Vàclav Cigler
In Venice Caterina Tognon Arte Contemporanea presents the first Italian ‘personal’ exhibition of Vaclav Cigler, a Bohemian artist born in 1929, living and working in Prague.
‘Cigler’s work is devoted entirely to the creation of a unique relationship between architecture and sculpture, which are conjugated in his works through the presence of glass,’ says the curator Caterina Tognon. ‘Though centuries old, in the artist’s work optical crystal becomes an innovative element used to produce new and complex creations. Signs that are as decisive and intense as they are sharp and minimal connote Cigler’s geometric and conceptual work, concealing the complex scientific and technological research behind each of his pieces. The result is that of precious and mysterious, cold and ethereal structures that, through the optical effects of transparency and depth or combined and juxtaposed vitreous masses, lead to a meditative dimension and a mystical tension.’ The exhibition takes you on an itinerary that acts as a dialogue between the artist and the different spaces and settings: from the gallery overlooking a Venetian square to the large silent spaces of a historical palace, to the spacious and sunny garden on the Grand Canal.

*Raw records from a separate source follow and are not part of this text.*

//! Template execution engine
//!
//! Turns a tool call into one upstream HTTP request: the tool's
//! [`RequestTemplate`](crate::store::RequestTemplate) is rendered against the
//! call arguments, the destination host is checked against the tenant's
//! egress allowlist, and the response is returned as JSON.
//!
//! Placeholders have the form `{{name}}`. Rendering is a single left-to-right
//! pass: substituted text is never scanned again, so the result does not
//! depend on argument order. Placeholders without a matching argument are
//! left verbatim.

use std::collections::BTreeMap;
use std::time::Duration;

use reqwest::header::{CONTENT_TYPE, HeaderMap, HeaderName, HeaderValue};
use reqwest::redirect::Policy;
use reqwest::{Method, Url};
use serde_json::{Map, Value};

use crate::store::{RequestTemplate, Server, Tenant, Tool};

/// Default bound on a single upstream call
pub const DEFAULT_UPSTREAM_TIMEOUT: Duration = Duration::from_secs(20);

/// Why an upstream call could not be completed
#[derive(Debug, thiserror::Error)]
pub enum ExecutionError {
    #[error("server has no upstream base URL")]
    MissingUpstream,

    #[error("invalid upstream URL: {0}")]
    InvalidUpstreamUrl(String),

    #[error("egress to host '{0}' is not allowed")]
    EgressDenied(String),

    #[error("invalid HTTP method: {0}")]
    InvalidMethod(String),

    #[error("invalid header '{name}': {reason}")]
    InvalidHeader { name: String, reason: String },

    #[error("invalid request URL: {0}")]
    InvalidRequestUrl(String),

    #[error("upstream request timed out")]
    Timeout,

    #[error("upstream request failed: {0}")]
    Request(String),

    #[error("failed to read upstream response: {0}")]
    ReadBody(String),

    #[error("failed to build HTTP client: {0}")]
    Client(String),
}

/// Upstream response as handed back to the caller
#[derive(Debug, Clone)]
pub struct UpstreamResult {
    pub status: u16,
    /// Parsed JSON, or `{"text": <raw body>}` when the body is not JSON
    pub body: Value,
    pub headers: BTreeMap<String, String>,
}

/// Executes tool calls against upstream HTTP services
#[derive(Debug, Clone)]
pub struct ExecutionEngine {
    client: reqwest::Client,
}

impl ExecutionEngine {
    /// Engine with the default 20 second upstream timeout
    pub fn new() -> Result<Self, ExecutionError> {
        Self::with_timeout(DEFAULT_UPSTREAM_TIMEOUT)
    }

    /// Redirects are never followed: the allowlist check covers only the
    /// first hop.
    pub fn with_timeout(timeout: Duration) -> Result<Self, ExecutionError> {
        let client = reqwest::Client::builder()
            .timeout(timeout)
            .redirect(Policy::none())
            .build()
            .map_err(|e| ExecutionError::Client(e.to_string()))?;
        Ok(Self { client })
    }

    /// Render `tool`'s template with `arguments` and call the server's upstream.
    pub async fn execute(
        &self,
        server: &Server,
        tenant: &Tenant,
        tool: &Tool,
        arguments: &Map<String, Value>,
    ) -> Result<UpstreamResult, ExecutionError> {
        let base = server
            .upstream_base_url
            .as_deref()
            .filter(|u| !u.trim().is_empty())
            .ok_or(ExecutionError::MissingUpstream)?;
        let base_url =
            Url::parse(base).map_err(|e| ExecutionError::InvalidUpstreamUrl(e.to_string()))?;
        check_egress(&base_url, &tenant.egress_allowlist)?;

        let template = &tool.mapping;
        let method = parse_method(&template.method)?;
        let url = build_url(base, template, arguments)?;
        // Rendered arguments must not move the request to another host
        check_egress(&url, &tenant.egress_allowlist)?;
        let mut headers = render_headers(template, arguments)?;

        let mut request = self.client.request(method.clone(), url.clone());
        if let Some(body) = &template.body {
            let body = serde_json::to_vec(&resolve_body(body, arguments))
                .map_err(|e| ExecutionError::Request(e.to_string()))?;
            if !headers.contains_key(CONTENT_TYPE) {
                headers.insert(CONTENT_TYPE, HeaderValue::from_static("application/json"));
            }
            request = request.body(body);
        }

        tracing::debug!(
            tool = %tool.name,
            method = %method,
            host = url.host_str().unwrap_or_default(),
            path = url.path(),
            "Calling upstream"
        );

        let response = request.headers(headers).send().await.map_err(|e| {
            if e.is_timeout() {
                ExecutionError::Timeout
            } else if e.is_builder() {
                ExecutionError::InvalidRequestUrl(e.to_string())
            } else {
                ExecutionError::Request(e.to_string())
            }
        })?;

        let status = response.status().as_u16();
        let mut response_headers = BTreeMap::new();
        for (name, value) in response.headers() {
            if let Ok(value) = value.to_str() {
                response_headers
                    .entry(name.as_str().to_string())
                    .and_modify(|v: &mut String| {
                        v.push_str(", ");
                        v.push_str(value);
                    })
                    .or_insert_with(|| value.to_string());
            }
        }

        let bytes = response.bytes().await.map_err(|e| {
            if e.is_timeout() {
                ExecutionError::Timeout
            } else {
                ExecutionError::ReadBody(e.to_string())
            }
        })?;

        Ok(UpstreamResult {
            status,
            body: parse_body(&bytes),
            headers: response_headers,
        })
    }
}

/// The URL's host (IPv6 brackets stripped) must equal an allowlist entry,
/// compared case-insensitively.
pub fn check_egress(url: &Url, allowlist: &[String]) -> Result<(), ExecutionError> {
    let host = url
        .host_str()
        .map(normalize_host)
        .ok_or_else(|| ExecutionError::InvalidUpstreamUrl("URL has no host".to_string()))?;

    if allowlist.iter().any(|entry| normalize_host(entry) == host) {
        Ok(())
    } else {
        tracing::warn!(host = %host, "Egress denied by tenant allowlist");
        Err(ExecutionError::EgressDenied(host))
    }
}

fn normalize_host(host: &str) -> String {
    let host = host.trim();
    host.strip_prefix('[')
        .and_then(|inner| inner.strip_suffix(']'))
        .unwrap_or(host)
        .to_ascii_lowercase()
}

fn parse_method(method: &str) -> Result<Method, ExecutionError> {
    let method = method.trim();
    if method.is_empty() {
        return Ok(Method::GET);
    }
    Method::from_bytes(method.to_ascii_uppercase().as_bytes())
        .map_err(|_| ExecutionError::InvalidMethod(method.to_string()))
}

/// Base URL (trailing `/` trimmed) + rendered path, then the rendered query
/// parameters, which replace same-named parameters already on the URL.
pub fn build_url(
    base: &str,
    template: &RequestTemplate,
    arguments: &Map<String, Value>,
) -> Result<Url, ExecutionError> {
    let path = render_template(&template.path, arguments);
    let separator = if path.is_empty() || path.starts_with('/') || path.starts_with('?') {
        ""
    } else {
        "/"
    };
    let raw = format!("{}{}{}", base.trim_end_matches('/'), separator, path);
    let mut url = Url::parse(&raw).map_err(|e| ExecutionError::InvalidRequestUrl(e.to_string()))?;

    if !template.query.is_empty() {
        let rendered: Vec<(String, String)> = template
            .query
            .iter()
            .map(|(k, v)| (k.clone(), render_template(v, arguments)))
            .collect();
        let kept: Vec<(String, String)> = url
            .query_pairs()
            .filter(|(k, _)| !template.query.contains_key(k.as_ref()))
            .map(|(k, v)| (k.into_owned(), v.into_owned()))
            .collect();

        url.query_pairs_mut()
            .clear()
            .extend_pairs(kept)
            .extend_pairs(rendered);
    }
    Ok(url)
}

fn render_headers(
    template: &RequestTemplate,
    arguments: &Map<String, Value>,
) -> Result<HeaderMap, ExecutionError> {
    let mut headers = HeaderMap::new();
    for (name, value) in &template.headers {
        let header_name =
            HeaderName::from_bytes(name.as_bytes()).map_err(|e| ExecutionError::InvalidHeader {
                name: name.clone(),
                reason: e.to_string(),
            })?;
        let header_value = HeaderValue::from_str(&render_template(value, arguments)).map_err(
            |e| ExecutionError::InvalidHeader {
                name: name.clone(),
                reason: e.to_string(),
            },
        )?;
        headers.insert(header_name, header_value);
    }
    Ok(headers)
}

/// Replace every `{{name}}` in `template` with the text of `arguments[name]`.
///
/// String arguments are inserted as-is, any other JSON value as its JSON
/// text. Unknown names are left in place.
pub fn render_template(template: &str, arguments: &Map<String, Value>) -> String {
    let mut out = String::with_capacity(template.len());
    let mut rest = template;

    while let Some(start) = rest.find("{{") {
        out.push_str(&rest[..start]);
        let after = &rest[start + 2..];
        let Some(end) = after.find("}}") else {
            out.push_str(&rest[start..]);
            return out;
        };

        let name = &after[..end];
        if name.contains("{{") {
            // Stray opener: emit it and rescan from the next one
            out.push_str("{{");
            rest = after;
            continue;
        }

        match arguments.get(name) {
            Some(value) => out.push_str(&value_text(value)),
            None => {
                out.push_str("{{");
                out.push_str(name);
                out.push_str("}}");
            }
        }
        rest = &after[end + 2..];
    }

    out.push_str(rest);
    out
}

fn value_text(value: &Value) -> String {
    match value {
        Value::String(s) => s.clone(),
        other => other.to_string(),
    }
}

/// Render every string leaf of a body template; objects are walked
/// recursively and all other values are kept as they are.
pub fn resolve_body(body: &Value, arguments: &Map<String, Value>) -> Value {
    match body {
        Value::String(s) => Value::String(render_template(s, arguments)),
        Value::Object(map) => Value::Object(
            map.iter()
                .map(|(k, v)| (k.clone(), resolve_body(v, arguments)))
                .collect(),
        ),
        other => other.clone(),
    }
}

fn parse_body(bytes: &[u8]) -> Value {
    serde_json::from_slice(bytes).unwrap_or_else(|_| {
        serde_json::json!({ "text": String::from_utf8_lossy(bytes) })
    })
}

In the gallery in Campo San Maurizio are the preliminary models: small and medium-sized sculptures, studies of primitive and absolute forms or geometries connected to the dimension of transparency, typical of optical glass. Complete study elements, albeit in small dimensions, that are the basis of large-scale architecture and sculpture.
Not far from the gallery, the ample spaces of the seventeenth-century Palazzo del Doge da Ponte have been transformed by the exactitude of the artist into a place of meditation: the water shimmering in a well, the large forms of the installation ‘Un Fiore per Da Ponte’ in the salon on the piano nobile and the sound complementing them; all of this leads us naturally towards silence and concentration.
And then, on leaving the shadows of the palace, out in the open and heading towards the Grand Canal, you come to Palazzo Cavalli Franchetti, the spectacular neo-Gothic headquarters of the Istituto Veneto di Scienze, Lettere e Arti next to Accademia Bridge. In the garden situated on the water, the artist has arranged four long, elegant and supple metal and glass spears inside of which is a virtual space-tent. Spears - or feathers, as the artist calls them - which vibrate and gently sway in the wind, reflecting all the colours of the rainbow as the light hits them.